L’immediato secondo dopoguerra vide Ferrara alle prese con i disastri arrecati dal conflitto bellico: migliaia d’ettari di terre sommerse a causa dei danni provocati agli impianti idrovori, i ponti crollati sul Po, i nodi ferroviari impraticabili, le principali industrie della zona a nord-ovest distrutte, Pontelagoscuro rasa al suolo dai bombardamenti. Il numero dei braccianti agricoli superò le centomila unità e il pilastro della produzione agricola ferrarese, la canapa, entrò in una crisi irreversibile.
Nel corso degli anni Cinquanta, Ferrara divenne la capitale della produzione di mele, sorsero così magazzini, impianti frigoriferi, strutture per la lavorazione e la commercializzazione della frutta, imprese per il suo trasporto, fabbriche di imballaggi, industrie per la produzione e la conservazione, distillerie per la trasformazione in alcool della frutta di scarto. Il lavoro agricolo subì dunque un processo di “meccanizzazione”, incentivando la nascita di molte imprese dedite alla lavorazione dei terreni. Al contempo si insediò nella zona industriale il grande complesso della Montecatini, che rese la città un polo chimico di importanza nazionale.

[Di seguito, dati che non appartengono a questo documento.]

#[cfg(test)]
mod tests {
  use std::sync::atomic::{AtomicUsize, Ordering};
  use std::sync::Arc;

  use crate::concurrent::{AsyncBarrier, WaitGroup};

  #[tokio::test]
  async fn test_barrier_releases_all_parties() {
    let barrier = AsyncBarrier::new(3);
    let passed = Arc::new(AtomicUsize::new(0));

    let mut handles = Vec::new();
    for _ in 0..2 {
      let barrier = barrier.clone();
      let passed = passed.clone();
      handles.push(tokio::spawn(async move {
        barrier.wait().await;
        passed.fetch_add(1, Ordering::SeqCst);
      }));
    }
    tokio::task::yield_now().await;
    assert_eq!(passed.load(Ordering::SeqCst), 0);

    barrier.wait().await;
    for handle in handles {
      handle.await.unwrap();
    }
    assert_eq!(passed.load(Ordering::SeqCst), 2);
  }

  #[tokio::test]
  async fn test_wait_group_waits_for_done() {
    let wg = WaitGroup::new();
    wg.add(2).await;

    for _ in 0..2 {
      let wg = wg.clone();
      tokio::spawn(async move {
        tokio::task::yield_now().await;
        wg.done().await;
      });
    }

    wg.wait().await;
  }

  #[tokio::test]
  async fn test_wait_group_without_tasks_returns_immediately() {
    WaitGroup::new().wait().await;
  }
}
use std::collections::{HashMap, HashSet};
use std::sync::Arc;

use async_trait::async_trait;
use courier_actor_core_rs::actor::core::ActorOptions;
use courier_actor_core_rs::actor::remote::{ActorCreatedCallback, ActorRemovedCallback, Registry};
use courier_actor_core_rs::actor::RegistryError;
use tokio::sync::broadcast::error::RecvError;
use tokio::sync::RwLock;
use tokio_util::sync::CancellationToken;

use crate::{actor_key, actor_name, MemoryStore, RegistryRecord, StoreEvent, ACTOR_KEY_PREFIX};


/// Registry client backed by a [`MemoryStore`]. Give each actor system its own client
/// over a shared store.
#[derive(Debug, Clone)]
pub struct MemoryRegistry {
  store: MemoryStore,
  endpoints: Arc<RwLock<Option<Vec<String>>>>,
  token: CancellationToken,
}

impl MemoryRegistry {
  pub fn new(store: MemoryStore) -> Self {
    Self {
      store,
      endpoints: Arc::new(RwLock::new(None)),
      token: CancellationToken::new(),
    }
  }

  pub async fn endpoints(&self) -> Option<Vec<String>> {
    self.endpoints.read().await.clone()
  }

  async fn ensure_configured(&self) -> Result<(), RegistryError> {
    if self.token.is_cancelled() {
      return Err(RegistryError::Failure("registry client closed".to_string()));
    }
    match self.endpoints.read().await.as_ref() {
      Some(_) => Ok(()),
      None => Err(RegistryError::NotConfigured),
    }
  }

  /// Reports a put; returns the actor name when the record is valid.
  async fn notify_created<'a>(on_created: &ActorCreatedCallback, key: &'a str, value: &str) -> Option<&'a str> {
    let name = actor_name(key)?;
    match value.parse::<RegistryRecord>() {
      Ok(record) => {
        tracing::info!("New actor {} notified by the registry", name);
        on_created.run(name.to_string(), record.into_options()).await;
        Some(name)
      }
      Err(e) => {
        tracing::error!("Ignoring registry entry {}: {}", key, e);
        None
      }
    }
  }

  /// Brings `known` back in line with the store after missed events.
  async fn resync(
    &self,
    known: &mut HashSet<String>,
    on_created: &ActorCreatedCallback,
    on_removed: &ActorRemovedCallback,
  ) {
    let mut current = HashSet::new();
    for (key, value) in self.store.get_prefix(ACTOR_KEY_PREFIX).await {
      if let Some(name) = Self::notify_created(on_created, &key, &value).await {
        current.insert(name.to_string());
      }
    }
    for name in known.difference(&current) {
      tracing::info!("Actor {} removed from the registry", name);
      on_removed.run(name.clone()).await;
    }
    *known = current;
  }
}

#[async_trait]
impl Registry for MemoryRegistry {
  async fn configure(&self, endpoints: &[String]) -> Result<(), RegistryError> {
    if endpoints.is_empty() {
      return Err(RegistryError::Failure("no registry endpoint given".to_string()));
    }
    *self.endpoints.write().await = Some(endpoints.to_vec());
    tracing::info!("Registry client configured with {:?}", endpoints);
    Ok(())
  }

  async fn register_actor(&self, name: &str, options: &ActorOptions) -> Result<(), RegistryError> {
    self.ensure_configured().await?;
    let record = RegistryRecord::from_options(options);
    self.store.put(&actor_key(name), &record.to_string()).await;
    tracing::info!("Actor {} registered in the registry", name);
    Ok(())
  }

  async fn unregister_actor(&self, name: &str) -> Result<(), RegistryError> {
    self.ensure_configured().await?;
    if !self.store.delete(&actor_key(name)).await {
      tracing::debug!("Actor {} was not registered in the registry", name);
    }
    Ok(())
  }

  async fn parse_configuration(&self) -> Result<HashMap<String, ActorOptions>, RegistryError> {
    self.ensure_configured().await?;
    let mut configuration = HashMap::new();
    for (key, value) in self.store.get_prefix(ACTOR_KEY_PREFIX).await {
      let Some(name) = actor_name(&key) else {
        continue;
      };
      let record = value.parse::<RegistryRecord>()?;
      configuration.insert(name.to_string(), record.into_options());
    }
    Ok(configuration)
  }

  async fn watch(
    &self,
    on_created: ActorCreatedCallback,
    on_removed: ActorRemovedCallback,
  ) -> Result<(), RegistryError> {
    self.ensure_configured().await?;
    let (snapshot, mut events) = self.store.snapshot_and_subscribe(ACTOR_KEY_PREFIX).await;
    let mut known = HashSet::new();
    for (key, value) in snapshot {
      if let Some(name) = Self::notify_created(&on_created, &key, &value).await {
        known.insert(name.to_string());
      }
    }

    loop {
      tokio::select! {
        _ = self.token.cancelled() => break,
        event = events.recv() => match event {
          Ok(StoreEvent::Put { key, value }) => {
            if let Some(name) = Self::notify_created(&on_created, &key, &value).await {
              known.insert(name.to_string());
            }
          }
          Ok(StoreEvent::Delete { key }) => {
            if let Some(name) = actor_name(&key) {
              if known.remove(name) {
                tracing::info!("Actor {} removed from the registry", name);
                on_removed.run(name.to_string()).await;
              }
            }
          }
          Err(RecvError::Lagged(skipped)) => {
            tracing::warn!("Registry watch lagged behind, {} events skipped; resynchronizing", skipped);
            self.resync(&mut known, &on_created, &on_removed).await;
          }
          Err(RecvError::Closed) => break,
        },
      }
    }
    tracing::debug!("Registry watch stopped");
    Ok(())
  }

  async fn close(&self) {
    self.token.cancel();
  }
}
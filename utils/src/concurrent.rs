mod async_barrier;
mod async_barrier_test;
mod count_down_latch;
mod count_down_latch_test;
mod wait_group;

pub use self::{async_barrier::*, count_down_latch::*, wait_group::*};
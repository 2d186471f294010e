use std::env;
use std::time::Duration;

use courier_actor_core_rs::actor::actor_system::ActorSystem;
use courier_actor_core_rs::actor::core::{Actor, ActorOptions, Reaction};
use courier_actor_core_rs::actor::message::Context;
use courier_actor_core_rs::actor::ActorError;
use tokio::time::sleep;
use tracing_subscriber::EnvFilter;

#[tokio::main]
async fn main() -> Result<(), ActorError> {
  let _ = env::set_var("RUST_LOG", "courier_actor_core_rs=info");
  let _ = tracing_subscriber::fmt()
    .with_env_filter(EnvFilter::from_default_env())
    .try_init();

  let system = ActorSystem::new().await?;

  let angry = Reaction::new(|ctx: Context| async move {
    ctx.self_ref().log_info("I am angry, calming down");
    ctx.self_ref().unbecome_reaction("hello").await
  });
  let moody = Actor::new().react("hello", move |ctx: Context| {
    let angry = angry.clone();
    async move {
      ctx.self_ref().log_info("I am happy, getting angry");
      ctx.self_ref().become_reaction("hello", angry).await
    }
  });
  let moody = system.register_actor("moody", moody, ActorOptions::new()).await?;

  for _ in 0..4 {
    moody.tell("hello", None, &system.root()).await?;
  }
  sleep(Duration::from_millis(100)).await;

  system.shutdown().await
}
//! Core of the courier actor runtime: named actors with FIFO mailboxes, request/reply,
//! supervision notifications, swappable behaviors and optional remote delivery.

pub mod actor;

pub use actor::*;
use std::collections::HashMap;
use std::fmt::{Debug, Formatter};
use std::panic::AssertUnwindSafe;
use std::sync::atomic::{AtomicBool, Ordering};
use std::sync::{Arc, Weak};

use futures::FutureExt;
use tokio::sync::{mpsc, RwLock};
use tokio::time::{self, Instant};
use tokio_util::sync::CancellationToken;

use crate::actor::core::{Actor, ActorCell, ActorOptions, ActorRef, ActorState};
use crate::actor::dispatch::{receive, Inbox, Route};
use crate::actor::message::{
  Context, Envelope, Payload, WireEnvelope, CHILD_CLOSED, HEARTBEAT_REPLY, HEARTBEAT_REQUEST, POISON_PILL,
  ROOT_ACTOR_NAME,
};
use crate::actor::remote::{ActorCreatedCallback, ActorRemovedCallback, RegistryHandle, TransportHandle};
use crate::actor::{ActorError, Config, ConfigOption, RegistryError, TransportError};

/// Entry of the actor map. Hosted actors carry a cell; mirrors of actors hosted by
/// another system only carry their options and connection.
#[derive(Debug, Clone)]
pub(crate) struct ActorAssociation {
  cell: Option<Arc<ActorCell>>,
  options: ActorOptions,
  mailbox: Option<mpsc::Sender<Envelope>>,
  connection: Option<TransportHandle>,
}

impl ActorAssociation {
  pub(crate) fn options(&self) -> &ActorOptions {
    &self.options
  }

  fn is_hosted(&self) -> bool {
    self.cell.is_some()
  }

  fn is_cell(&self, cell: &Arc<ActorCell>) -> bool {
    self.cell.as_ref().is_some_and(|current| Arc::ptr_eq(current, cell))
  }

  fn route(&self, name: &str) -> Route {
    Route::new(name, self.options.clone(), self.mailbox.clone(), self.connection.clone())
  }
}

struct ActorSystemInner {
  config: Config,
  actors: RwLock<HashMap<String, ActorAssociation>>,
  token: CancellationToken,
  stopped: AtomicBool,
}

#[derive(Clone)]
pub struct ActorSystem {
  inner: Arc<ActorSystemInner>,
}

#[derive(Clone)]
pub struct WeakActorSystem {
  inner: Weak<ActorSystemInner>,
}

impl Debug for ActorSystem {
  fn fmt(&self, f: &mut Formatter<'_>) -> std::fmt::Result {
    f.debug_struct("ActorSystem")
      .field("name", &self.inner.config.system_name)
      .finish()
  }
}

impl Debug for WeakActorSystem {
  fn fmt(&self, f: &mut Formatter<'_>) -> std::fmt::Result {
    write!(f, "WeakActorSystem")
  }
}

impl PartialEq for ActorSystem {
  fn eq(&self, other: &Self) -> bool {
    Arc::ptr_eq(&self.inner, &other.inner)
  }
}

impl Eq for ActorSystem {}

static_assertions::assert_impl_all!(ActorSystem: Send, Sync);

impl WeakActorSystem {
  pub fn upgrade(&self) -> Option<ActorSystem> {
    self.inner.upgrade().map(|inner| ActorSystem { inner })
  }
}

Anche Ferrara fece la sua parte negli anni del “boom economico”, sebbene con caratteristiche strutturali diverse da quelle del modello emiliano, che privilegiava le piccole e medie imprese integrate fra loro. Verso la fine degli anni Sessanta, con l’esaurirsi del “miracolo economico”, entrarono in crisi alcune delle prime aziende della pionieristica industrializzazione ferrarese, come la Zenith e la Lombardi, oltre a diversi zuccherifici e conserve alimentari. «Ma mentre vecchi impianti smantellavano e vecchie gloriose imprese cessavano di esistere, altre novità stavano emergendo a fianco e al di sotto della tradizionale realtà produttiva. Stava decollando una rete di imprese artigianali e di piccole industrie più legate al mercato locale e al contesto emiliano. Anche Ferrara entrava nella graduatoria delle province italiane a maggiore incremento del reddito, pur conservando caratteristiche, contraddizioni e squilibri nel mercato del lavoro, forte stagionalità nell’occupazione, elevati indici di disoccupazione giovanile»*.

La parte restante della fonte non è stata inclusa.